Thursday, November 4, 2010

A conversation with Luke Wroblewski

Actually, I listened to a podcast of a conversation between Luke W. and Jared Spool. Luke was previously employed with Yahoo but now owns his own company, Ideation and Design. While he was at Yahoo, he was instrumental in creating many innovative web functions and applications, most notably LiveSearch back in 2005. But Yahoo chose not to put LiveSearch on Yahoo because of the server load implications. LiveSearch doesn't wait for the user to complete the search term and click Go before beginning the search, it actively searches based on what the user is typing, a search as you go. When Yahoo developed LiveSearch in 2005, servers and programming languages weren't as robust as they are now and server hits and loads were a big issue. Luke and Jared brought up LiveSearch because Google just announced a similar product, Google Instant. Since Luke developed LiveSearch in 2005, he feels Google is tardy to the party with regard to active searching. However, user expectations are much higher now than in 2005 and we expect to have our search results immediately. So maybe Google isn't tardy but just fashionably late.

As the podcast continued Luke stated several times that just because you can develop and deploy a new design doesn't mean you have to. As a web designer you have to be very careful in choosing when to use cutting edge techniques, both for the client paying you to design and for the end user. An example of cutting edge technology on the web is dynamic web forms, basically building a form that uses JavaScript to "do something" based on what the user does with the form. Think radio buttons that determine what data to return or spell checking on a text field or retrieving data from a data base. You have to be choosy on where you put these interactive forms because you want the most bang for your buck.

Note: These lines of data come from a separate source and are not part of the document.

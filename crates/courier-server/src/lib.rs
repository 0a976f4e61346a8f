//! # courier-server
//!
//! HTTP and WebSocket surface of the Courier relay, built on axum.
//!
//! - `GET  /v1/subscribe`: WebSocket upgrade, handed to [`courier_relay::RelayHub`]
//! - `PUT  /v1/publish`: deliver to one identity (`Token` header)
//! - `POST /v1/broadcast`: deliver to every identity
//! - `GET  /v1/stats`, `/v1/stats/sessions`, `/v1/health`
//! - `GET  /metrics`: Prometheus text format

#![deny(unsafe_code)]

pub mod config;
pub mod errors;
pub mod health;
pub mod metrics;
pub mod response;
pub mod routes;
pub mod server;
pub mod shutdown;
pub mod ws;

pub use config::ServerConfig;
pub use errors::ServerError;
pub use server::{AppState, CourierServer};
pub use shutdown::{DrainReport, ShutdownCoordinator};
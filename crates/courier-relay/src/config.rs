//! Relay core configuration.

use std::time::Duration;

use courier_settings::{DeliveryMode, GateMode, RelaySettings};

/// Settings the relay core consumes.
#[derive(Clone, Debug)]
pub struct RelayConfig {
    /// Read/write deadline and keepalive liveness threshold.
    pub timeout: Duration,
    /// Offline cache TTL.
    pub cache_ttl: Duration,
    /// Behaviour when a session channel is full.
    pub delivery_mode: DeliveryMode,
    /// Per-session delivery channel capacity.
    pub channel_capacity: usize,
    /// Serialization gate scope.
    pub gate_mode: GateMode,
}

impl RelayConfig {
    /// Extract the core's view of the full settings.
    pub fn from_settings(settings: &RelaySettings) -> Self {
        Self {
            timeout: settings.transport.timeout(),
            cache_ttl: settings.cache.ttl(),
            delivery_mode: settings.delivery.mode,
            channel_capacity: settings.delivery.channel_capacity,
            gate_mode: settings.gate.mode,
        }
    }
}

impl Default for RelayConfig {
    fn default() -> Self {
        Self::from_settings(&RelaySettings::default())
    }
}
//! Newtype identifiers.
//!
//! [`Identity`] is chosen by the client during the handshake and is never
//! generated by the server. [`MessageId`] and [`ConnectionId`] are generated
//! UUID v7 strings, so they sort by creation time.

use serde::{Deserialize, Serialize};
use std::fmt;
use uuid::Uuid;

macro_rules! string_id {
    ($(#[$meta:meta])* $name:ident) => {
        $(#[$meta])*
        #[derive(Clone, Debug, PartialEq, Eq, Hash, PartialOrd, Ord, Serialize, Deserialize)]
        #[serde(transparent)]
        pub struct $name(String);

        impl $name {
            /// Return the inner string as a slice.
            #[must_use]
            pub fn as_str(&self) -> &str {
                &self.0
            }

            /// Consume self and return the inner `String`.
            #[must_use]
            pub fn into_inner(self) -> String {
                self.0
            }
        }

        impl std::ops::Deref for $name {
            type Target = str;
            fn deref(&self) -> &str {
                &self.0
            }
        }

        impl AsRef<str> for $name {
            fn as_ref(&self) -> &str {
                &self.0
            }
        }

        impl std::borrow::Borrow<str> for $name {
            fn borrow(&self) -> &str {
                &self.0
            }
        }

        impl fmt::Display for $name {
            fn fmt(&self, f: &mut fmt::Formatter<'_>) -> fmt::Result {
                f.write_str(&self.0)
            }
        }

        impl From<String> for $name {
            fn from(s: String) -> Self {
                Self(s)
            }
        }

        impl From<&str> for $name {
            fn from(s: &str) -> Self {
                Self(s.to_owned())
            }
        }

        impl From<$name> for String {
            fn from(id: $name) -> Self {
                id.0
            }
        }
    };
}

macro_rules! generated_id {
    ($(#[$meta:meta])* $name:ident) => {
        string_id! { $(#[$meta])* $name }

        impl $name {
            /// Create a new time-ordered ID (UUID v7).
            #[must_use]
            pub fn new() -> Self {
                Self(Uuid::now_v7().to_string())
            }
        }

        impl Default for $name {
            fn default() -> Self {
                Self::new()
            }
        }
    };
}

string_id! {
    /// Client-supplied token that partitions sessions and cached messages.
    Identity
}

generated_id! {
    /// Unique identifier of a cached message within its identity's entry.
    MessageId
}

generated_id! {
    /// Unique identifier of one transport connection (used in log spans).
    ConnectionId
}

Another consideration, especially with dynamic forms is what to do about older browsers that do not support such technology. Per Luke, don't worry about the older browsers just concentrate on the newer ones. I'm not sure I totally agree with this. You have to carefully determine your target audience demographics, including browsers, and then decide if you can basically ignore a large segment of the web population. In my opinion, only after this careful evaluation can you consider targeting only newer browsers.

Lastly, Luke and Jared discussed Apple Ping stating it is an example of a poor user experience. They said Apple usually gets it right with regard to a great user experience but not this time. Both feel that Ping is beyond help and should be quietly withdrawn, reworked and redeployed so that it provides the user experience we all expect from an Apple product.